Consommation: le porc plus cher

Ngousso, lieu-dit ‘’Total’’. Autour du four de Paulin Tchangam, du beau monde. Les vendeurs de viande de porc sont au fourneau. Les clients se bousculent pour avoir le meilleur morceau. Sans rechigner, ils déboursent les 700 F requis pour obtenir un morceau de viande. « Dans le passé, on achetait une tranche à 500 F. Aujourd’hui les vendeurs exigent 200 F de plus et on se plie volontiers, pour assouvir nos envies », affirme une cliente. Au constat, le prix qui varie entre 600 et 700 F se généralise dans les autres points de vente, notamment à Mvog-Ada, à Melen, à Olezoa, au quartier Huitième, entre autres.   
Pour expliquer cette hausse de prix, les vendeurs de la grillade évoquent les mesures prises par les autorités pour limiter les dégâts de la peste porcine qui a sévi au Cameroun en 2016. L’épizootie avait alors touché le cheptel dans la partie septentrionale. Comme suite logique, le gouvernement avait interdit la circulation de porc entre les régions du grand Nord et celles du grand Sud. « Nous sommes contraints d’augmenter le prix parce que la ligne du Nord est interdite. Les porcs sont devenus chers parce qu’ils sont rares », explique Paulin Tchangam, vendeur.

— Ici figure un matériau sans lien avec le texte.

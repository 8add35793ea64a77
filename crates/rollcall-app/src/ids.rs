// Copyright 2026 Phillip Cloud
// Licensed under the Apache License, Version 2.0

use serde::{Deserialize, Serialize};

macro_rules! segment_id {
    ($name:ident) => {
        #[derive(
            Debug, Clone, PartialEq, Eq, PartialOrd, Ord, Hash, Serialize, Deserialize,
        )]
        pub struct $name(String);

        impl $name {
            pub fn new(value: impl Into<String>) -> Self {
                Self(value.into())
            }

            pub fn as_str(&self) -> &str {
                &self.0
            }
        }

        impl From<&str> for $name {
            fn from(value: &str) -> Self {
                Self(value.to_owned())
            }
        }

        impl From<String> for $name {
            fn from(value: String) -> Self {
                Self(value)
            }
        }

        impl std::fmt::Display for $name {
            fn fmt(&self, f: &mut std::fmt::Formatter<'_>) -> std::fmt::Result {
                f.write_str(&self.0)
            }
        }
    };
}

segment_id!(UnitId);
segment_id!(LineId);
segment_id!(BlockId);
segment_id!(LocalId);
// Copyright 2026 Phillip Cloud
// Licensed under the Apache License, Version 2.0

use std::collections::HashSet;

use crate::{BlockId, LeafIdentity};

#[derive(Debug, Clone, Copy, PartialEq, Eq)]
pub enum ToggleAllOutcome {
    Selected(usize),
    Deselected(usize),
    Unchanged,
}

/// Selected leaf identities. Independent of the filter: hiding a leaf never
/// removes it from the set.
#[derive(Debug, Clone, PartialEq, Eq, Default)]
pub struct SelectionSet {
    members: HashSet<LeafIdentity>,
}

impl SelectionSet {
    pub fn new() -> Self {
        Self::default()
    }

    /// Returns whether the identity is selected afterwards.
    pub fn toggle(&mut self, identity: &LeafIdentity) -> bool {
        if self.members.remove(identity) {
            false
        } else {
            self.members.insert(identity.clone());
            true
        }
    }

    /// Deselects exactly `visible` when all of it is already selected,
    /// otherwise selects all of it. Members outside `visible` are untouched.
    pub fn toggle_all<'a, I>(&mut self, visible: I) -> ToggleAllOutcome
    where
        I: IntoIterator<Item = &'a LeafIdentity>,
    {
        let visible: Vec<&LeafIdentity> = visible.into_iter().collect();
        if visible.is_empty() {
            return ToggleAllOutcome::Unchanged;
        }

        if visible.iter().all(|identity| self.members.contains(*identity)) {
            for identity in &visible {
                self.members.remove(*identity);
            }
            return ToggleAllOutcome::Deselected(visible.len());
        }

        let mut added = 0;
        for identity in visible {
            if self.members.insert(identity.clone()) {
                added += 1;
            }
        }
        ToggleAllOutcome::Selected(added)
    }

    pub fn clear(&mut self) {
        self.members.clear();
    }

    pub fn contains(&self, identity: &LeafIdentity) -> bool {
        self.members.contains(identity)
    }

    pub fn len(&self) -> usize {
        self.members.len()
    }

    pub fn is_empty(&self) -> bool {
        self.members.is_empty()
    }

    pub fn iter(&self) -> impl Iterator<Item = &LeafIdentity> {
        self.members.iter()
    }

    /// Members in a stable order, for planning writes and for display.
    pub fn sorted(&self) -> Vec<&LeafIdentity> {
        let mut members: Vec<&LeafIdentity> = self.members.iter().collect();
        members.sort();
        members
    }

    /// Drops members of `block` for which `keep` returns false; returns how
    /// many were dropped.
    pub fn retain_in_block<F>(&mut self, block: &BlockId, mut keep: F) -> usize
    where
        F: FnMut(&LeafIdentity) -> bool,
    {
        let before = self.members.len();
        self.members
            .retain(|identity| &identity.block != block || keep(identity));
        before - self.members.len()
    }
}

Il faut peut-être rentrer à la ferme pour mieux comprendre la situation. « Les éleveurs se plaignent du fait qu’aujourd’hui, non seulement le cheptel se fait rare, mais surtout, le prix de la provende a presque triplé », soutient un boucher à Yaoundé. Raisonnement assez logique, puisque la tasse de maïs, élément principal de l’alimentation des porcs s’obtient aujourd’hui à 90F, contre 40 F il y’a peu. Les éleveurs augmentent donc les enchères, au grand dam des vendeurs, obligés à leur tour de corser la note dans les marchés. Le prix des porcs dépend de leur gabarit, variant entre 60 000 et 150 000 F. Une hausse sensible qui affecte le marché de la viande.